As you read in the paper by Zadeh et al, the advantage of metrics like Cosine, Dice, Overlap and Jaccard is that they are dimension independent -- that is to say, if we implement them in a smart way the computational complexity of performing these computations is independent of the number of documents we want to compare (or in our case, the number of terms that are potential synonyms). One component of a 'smart implementation' involves thinking carefully both about how you define the "basis vocabulary" that forms your feature set (removing stopwords, etc). Another key idea is to use a data structure that facilitates distributed calculations. The DISCO implemetation further uses a sampling strategy, but that is beyond the scope of this course. 

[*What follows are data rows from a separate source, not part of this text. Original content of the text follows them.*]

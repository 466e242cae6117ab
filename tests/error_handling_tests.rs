//! Tests for the typed error handling system
//!
//! These tests verify that:
//! - Errors return correct HTTP status codes
//! - Error responses carry no body
//! - Error conversions keep the category
//! - Error matching allows callers to handle specific cases

use axum::http::StatusCode;
use axum::response::IntoResponse;
use std::path::PathBuf;
use ufund::prelude::*;

// =============================================================================
// HTTP Status Code Tests
// =============================================================================

mod status_code_tests {
    use super::*;

    #[test]
    fn test_entity_not_found_returns_404() {
        let err = UfundError::Entity(EntityError::NotFound {
            entity_type: "toy",
            id: 3,
        });
        assert_eq!(err.status_code(), StatusCode::NOT_FOUND);
    }

    #[test]
    fn test_entity_already_exists_returns_409() {
        let err = UfundError::Entity(EntityError::AlreadyExists {
            entity_type: "user",
            name: "admin".to_string(),
        });
        assert_eq!(err.status_code(), StatusCode::CONFLICT);
    }

    #[test]
    fn test_validation_error_returns_500() {
        let err = UfundError::Validation(ValidationError::OutOfRange {
            field: "quantity",
            value: -1,
            message: "must not be negative",
        });
        assert_eq!(err.status_code(), StatusCode::INTERNAL_SERVER_ERROR);
    }

    #[test]
    fn test_partnership_error_returns_400() {
        let applied = UfundError::from(PartnershipError::AlreadyApplied { user_id: 2 });
        assert_eq!(applied.status_code(), StatusCode::BAD_REQUEST);
    }

    #[test]
    fn test_storage_error_returns_500() {
        let err = UfundError::Storage(StorageError::Write {
            path: PathBuf::from("data/toys.json"),
            source: std::io::Error::new(std::io::ErrorKind::PermissionDenied, "denied"),
        });
        assert_eq!(err.status_code(), StatusCode::INTERNAL_SERVER_ERROR);
    }

    #[test]
    fn test_email_error_returns_500() {
        let err = UfundError::Email(EmailError::NotConfigured);
        assert_eq!(err.status_code(), StatusCode::INTERNAL_SERVER_ERROR);
    }
}

// =============================================================================
// Error Code Tests
// =============================================================================

mod error_code_tests {
    use super::*;

    #[test]
    fn test_error_codes() {
        let cases = [
            (
                UfundError::from(EntityError::not_found("basket", 1)),
                "ENTITY_NOT_FOUND",
            ),
            (
                UfundError::from(EntityError::AlreadyExists {
                    entity_type: "toy",
                    name: "Kite".to_string(),
                }),
                "ENTITY_ALREADY_EXISTS",
            ),
            (
                UfundError::from(PartnershipError::AlreadyApplied { user_id: 1 }),
                "ALREADY_APPLIED",
            ),
            (UfundError::from(EmailError::NotConfigured), "EMAIL_ERROR"),
        ];

        for (err, code) in cases {
            assert_eq!(err.error_code(), code, "{err}");
        }
    }
}

// =============================================================================
// Response Tests
// =============================================================================

mod response_tests {
    use super::*;

    #[tokio::test]
    async fn test_response_has_status_and_empty_body() {
        let response = UfundError::from(EntityError::not_found("user", 9)).into_response();
        assert_eq!(response.status(), StatusCode::NOT_FOUND);

        let body = axum::body::to_bytes(response.into_body(), usize::MAX)
            .await
            .unwrap();
        assert!(body.is_empty());
    }

    #[tokio::test]
    async fn test_server_error_response_has_empty_body() {
        let response = UfundError::from(EmailError::InvalidAddress("nobody".to_string()))
            .into_response();
        assert_eq!(response.status(), StatusCode::INTERNAL_SERVER_ERROR);

        let body = axum::body::to_bytes(response.into_body(), usize::MAX)
            .await
            .unwrap();
        assert!(body.is_empty());
    }
}

// =============================================================================
// Display Tests
// =============================================================================

mod display_tests {
    use super::*;

    #[test]
    fn test_messages_name_the_entity() {
        let err = UfundError::from(EntityError::not_found("toy", 3));
        assert_eq!(err.to_string(), "toy with id '3' not found");

        let err = UfundError::from(PartnershipError::AlreadyApplied { user_id: 4 });
        assert_eq!(err.to_string(), "user 4 has already applied for partnership");
    }

    #[test]
    fn test_storage_message_names_the_file() {
        let source = serde_json::from_str::<Vec<i32>>("[1,").unwrap_err();
        let err = UfundError::from(StorageError::Malformed {
            path: PathBuf::from("data/partners.json"),
            source,
        });
        assert!(err.to_string().contains("data/partners.json"));
    }
}
//! Entity traits defining the core abstraction for stored records

use serde::Serialize;
use serde::de::DeserializeOwned;

/// Base trait for every record kept in a JSON file store.
///
/// All entities have:
/// - id: integer identifier assigned by the store on creation
/// - type: entity type name used in logs and errors (e.g., "toy", "user")
///
/// Entities are plain data: the store owns them, clones them out on reads and
/// replaces them wholesale on updates.
pub trait Entity: Clone + Serialize + DeserializeOwned + Send + Sync + 'static {
    /// The singular entity type name (e.g., "toy", "basket")
    fn entity_type() -> &'static str;

    /// Get the identifier of this entity instance
    fn id(&self) -> i32;

    /// Overwrite the identifier (used by the store when assigning ids)
    fn set_id(&mut self, id: i32);
}

/// Trait for entities that carry a human-readable name.
///
/// Named entities can be searched by substring and are checked for duplicate
/// names on creation.
pub trait Named: Entity {
    fn name(&self) -> &str;

    /// Case-sensitive substring match; `None` matches everything
    fn name_contains(&self, text: Option<&str>) -> bool {
        text.is_none_or(|t| self.name().contains(t))
    }
}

In this question we'll take a closer look at the computational complexity of the synonym detection approach we took in question 3 and then revist the document similarity example as a way to explore a more efficient approach to parallelizing this analysis.

### Q4 Tasks:

* __a) short response:__ In question 3 you calculated the cosine similarity of pairs of words using the vector representation of their co-occurrences in a corpus. Imagine for now that you have unlimited memory on each of your nodes and describe a sequence of map & reduce steps that would start from a raw corpus and reproduce your strategy from Q3. Be specific. For each step be sure to note what information would be stored in memory on your nodes and what information would need to be shuffled over the network. 

* __b) short response:__ In the asynch videos about "Pairs and Stripes" you were introduced to an alternative strategy. Explain two ways that using these data structures are more efficient than 1-hot encoded vectors when it comes to distributed similarity calculations [__`HINT:`__ _Consider memory constraints, amount of information being shuffled, amount of information being transfered over the network, and level of parallelization._]

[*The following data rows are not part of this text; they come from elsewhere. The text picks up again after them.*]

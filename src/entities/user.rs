//! User entity

use crate::{impl_entity, impl_identity_eq};
use serde::{Deserialize, Serialize};
use std::fmt;

/// A registered user.
///
/// Partner status lives in the partners list, not in the user record, so
/// `is_partner` is never written to or read from JSON.
#[derive(Debug, Clone, Serialize, Deserialize)]
pub struct User {
    pub name: String,
    #[serde(default)]
    pub id: i32,
    #[serde(skip)]
    pub is_partner: bool,
}

impl_entity!(User, "user", named);
impl_identity_eq!(User);

impl User {
    pub fn new(id: i32, name: impl Into<String>) -> Self {
        Self {
            name: name.into(),
            id,
            is_partner: false,
        }
    }
}

impl fmt::Display for User {
    fn fmt(&self, f: &mut fmt::Formatter<'_>) -> fmt::Result {
        write!(f, "User [name={}, id={}]", self.name, self.id)
    }
}
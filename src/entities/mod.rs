//! Domain records of the cupboard

pub mod basket;
pub mod email;
pub mod macros;
pub mod toy;
pub mod user;

pub use basket::FundBasket;
pub use email::EmailRequest;
pub use toy::Toy;
pub use user::User;
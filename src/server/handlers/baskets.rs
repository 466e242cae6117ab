//! Funding basket routes under `/baskets`

use crate::core::error::{EntityError, UfundError};
use crate::core::Entity;
use crate::entities::{EmailRequest, FundBasket, Toy};
use crate::server::state::AppState;
use axum::{
    extract::{Path, State},
    http::StatusCode,
    response::Json,
};

pub async fn list_baskets(State(state): State<AppState>) -> Json<Vec<FundBasket>> {
    Json(state.baskets.all_baskets().await)
}

pub async fn get_basket(
    State(state): State<AppState>,
    Path(id): Path<i32>,
) -> Result<Json<FundBasket>, UfundError> {
    state
        .baskets
        .get_basket(id)
        .await
        .map(Json)
        .ok_or_else(|| EntityError::not_found(FundBasket::entity_type(), id).into())
}

pub async fn create_basket(
    State(state): State<AppState>,
) -> Result<(StatusCode, Json<FundBasket>), UfundError> {
    let basket = state.baskets.create_basket().await?;
    Ok((StatusCode::CREATED, Json(basket)))
}

pub async fn add_toy(
    State(state): State<AppState>,
    Path(basket_id): Path<i32>,
    Json(toy): Json<Toy>,
) -> Result<Json<FundBasket>, UfundError> {
    state
        .baskets
        .add_toy(basket_id, toy)
        .await?
        .map(Json)
        .ok_or_else(|| EntityError::not_found(FundBasket::entity_type(), basket_id).into())
}

pub async fn remove_toy(
    State(state): State<AppState>,
    Path((basket_id, toy_id)): Path<(i32, i32)>,
) -> Result<StatusCode, UfundError> {
    if state.baskets.remove_toy(basket_id, toy_id).await? {
        Ok(StatusCode::OK)
    } else {
        Err(EntityError::not_found(Toy::entity_type(), toy_id).into())
    }
}

pub async fn delete_basket(
    State(state): State<AppState>,
    Path(id): Path<i32>,
) -> Result<StatusCode, UfundError> {
    if state.baskets.delete_basket(id).await? {
        Ok(StatusCode::OK)
    } else {
        Err(EntityError::not_found(FundBasket::entity_type(), id).into())
    }
}

pub async fn send_receipt(
    State(state): State<AppState>,
    Json(request): Json<EmailRequest>,
) -> Result<StatusCode, UfundError> {
    state.email.send_receipt(&request).await?;
    Ok(StatusCode::OK)
}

* __c) read provided code:__ The code below provides a streamined implementation of Document similarity analysis in Spark. Read through this code carefully. Once you are confident you understand how it works, answer the remaining questions. [__`TIP:`__ _to see the output of each transformation try commenting out the subsequent lines and adding an early `collect()` action_.]

* __d) short response:__ The second mapper function, `splitWords`, emits 'postings'. The list of all 'postings' for a word is also refered to as an 'inverted index'. Define each of these terms based on your reading of the provided code.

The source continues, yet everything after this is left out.